La ilusión de la compañía es una de las tantas bromas pesadas que nos juega la Vida. Por ser la Vida intransferible, exclusiva, hace que esta sea “radical soledad” (Ortega y Gasset), en un sentido mucho mas profundo que el psicológico. Nadie puede sufrir por mí dolor, ni orientarse por mi en el mundo, ni amar, ni desear, ni dudar; la Vida es esa enorme tarea de enfrentarse con las cosas, los casos y la gente. Se alteran las facilidades y las dificultades con que nos topamos por las esquinas del mundo.
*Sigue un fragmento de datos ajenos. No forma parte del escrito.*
//! Herdbook API Server binary
//!
//! JSON HTTP API over a register kept in an .xlsx worksheet.

use clap::Parser;
use herdbook::api::{run_api_server, ApiConfig};
use herdbook::dates::EditDatePolicy;
use herdbook::register::Register;
use herdbook::store::{DynStore, StoreConfig, DEFAULT_SHEET};
use std::path::PathBuf;

#[derive(Parser, Debug)]
#[command(name = "herdbook-server")]
#[command(version)]
#[command(about = "Herdbook API Server - JSON HTTP API for the animal register")]
#[command(long_about = r#"
Herdbook API Server

Endpoints:
  - GET    /api/v1/records          - List records
  - POST   /api/v1/records          - Add a record
  - PUT    /api/v1/records/:index   - Update a record
  - DELETE /api/v1/records/:index   - Delete a record
  - GET    /api/v1/years            - Year partition
  - GET    /api/v1/counts           - Year x species counts
  - GET    /health, /version, /

Every change rewrites the whole worksheet. The workbook must exist
(create it with `herdbook init`); the server refuses to start otherwise.

Example usage:
  herdbook-server --file herd.xlsx --port 3000

  curl -X POST http://localhost:3000/api/v1/records \
    -H "Content-Type: application/json" \
    -d '{"name": "Fido", "species": "Dog", "acquired": "01/06/2022"}'
"#)]
struct Args {
    /// Host address to bind to (use 0.0.0.0 for all interfaces)
    #[arg(short = 'H', long, default_value = "127.0.0.1", env = "HERDBOOK_HOST")]
    host: String,

    /// Port to listen on
    #[arg(short, long, default_value = "8080", env = "HERDBOOK_PORT")]
    port: u16,

    /// Workbook holding the register
    #[arg(short, long, env = "HERDBOOK_FILE", default_value = "herdbook.xlsx")]
    file: PathBuf,

    /// Worksheet name inside the workbook
    #[arg(short, long, env = "HERDBOOK_SHEET", default_value = DEFAULT_SHEET)]
    sheet: String,

    /// Refuse malformed dates on update instead of substituting today
    #[arg(long)]
    strict_dates: bool,
}

#[tokio::main]
async fn main() -> anyhow::Result<()> {
    let args = Args::parse();

    tracing_subscriber::fmt()
        .with_env_filter(
            tracing_subscriber::EnvFilter::try_from_default_env()
                .unwrap_or_else(|_| "herdbook=info,herdbook_server=info,tower_http=info".into()),
        )
        .init();

    let policy = if args.strict_dates {
        EditDatePolicy::Reject
    } else {
        EditDatePolicy::FallbackToToday
    };

    // Opening the store is the one fatal step
    let store: DynStore = Box::new(StoreConfig::new(&args.file, &args.sheet).open()?);
    let register = Register::open(store)?.with_policy(policy);

    let config = ApiConfig {
        host: args.host,
        port: args.port,
    };

    run_api_server(config, register).await
}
Cada cual vive su Vida solo, en la mas completa y rotunda soledad existencial.
Desde ese fondo de “soledad radical”, que es sin remedio nuestra Vida, emergemos torpe y constantemente en un ansia, un deseo –a veces desesperadamente desesperado- no menos radical, de compañía. -Paradojal situación evolucionista, chiste en nuestra programación vital-. Hacemos diversas musarañas cordiales, contorsiones emotivas; nos inventamos intentos de acercamiento a los demás: amor, amistad, para acercar nuestra soledad a la de los otros seres; pero estos jamás se funden con el cada cual que cada uno es –sino absolutamente lo contrario-, los demás son siempre lo otro, el absolutamente otro; un elemento extraño y siempre –mas o menos- estorboso, negativo y hostil. En el mejor de los casos, incoincidentes que por eso advertimos como lo ajeno y fuera de nosotros, como lo forastero; como un cuerpo extraño a nuestro organismo.
El hombre solo y perplejo frente a la inmensa soledad universal –cansado de hurgar por los mundos ajenos- vuelve en gesto desesperanzado su visión hacia dentro de sí mismo, hacia sí mismo. Y no sin asombro observa, que está absolutamente solo frente a la inmensidad del Todo. Esa suerte de excursión que ha experimentado –por los derroteros mundanales- buscando algo o alguien que lo “acompañe”, le ha enseñado, no sin dolor, que aquello no es más que una ilusión, encantamiento, espejismo, representación fantasmal de un estado que idealmente quisiéramos vivir; el de ser todos, Uno. Hemos creado todo un repertorio –patético, por cierto- de intentos burdos para evadirnos de nuestra “radical soledad”; besos de la persona amada, los gestos del amigo, la empática corriente del grupo social (los blogs, Twitter, Facebook, etc.; no son más de los interminables intentos de acercamiento al absolutamente otro).
La verdad es que la Vida es personalísima intimidad. El intento humano de salirse de sí mismo es ir a los demás es gesto inútil.
Ese salto que habla Kunkel, del yo al nosotros, es espejismo utópico (a Tamayo le hubiese gustado esto). El yo es concreto, presencia indubitable; el nosotros, completo vacío, latencia dudosa, utopismo –que es la concepción de la existencia desde “ningún sitio”, pretendiendo valer para todos-. Pero el Ser humano –hermoso dentro de su miseria- se siente forzado a buscar y se estrella con imbatibles muros que le indican su definitiva y absoluta condición de soledad. Vivimos efímeros amores paranoicos, uniones simbióticas, extraños enlaces de paroxismo sentimental; sin alcanzar jamás, el sueño romanticoide (grave herencia de esos señores pálidos, barbilampiños, empolvados, adonizados, llenos de aguas de lavanda, zarzaparrilla, ámbar, jazmín, bergamota y avioletadas; esos, eruditos a la violeta, felizmente casi extintos: los románticos) de la fusión total, un derretimiento con el otro, una unificación desindividualizada, una atomización para mutar después en un sola superpersona.
Buscamos y buscamos, pero al final veremos, como en un espejo, retratada nuestra propia e inequívoca figura, nuestro propio y solitario ser. Y nada más. Todos esos amagos de fusión, amalgama, simbiosis, comunión, reunión, amor, sociedad (ahora redes) –o como se llame- que este desierto total nos pone en la retina estimativa, no es más que un espejismo brillante, engañosa apariencia, refracción artificial; fraudulencia, engaño, insidioso e irreal.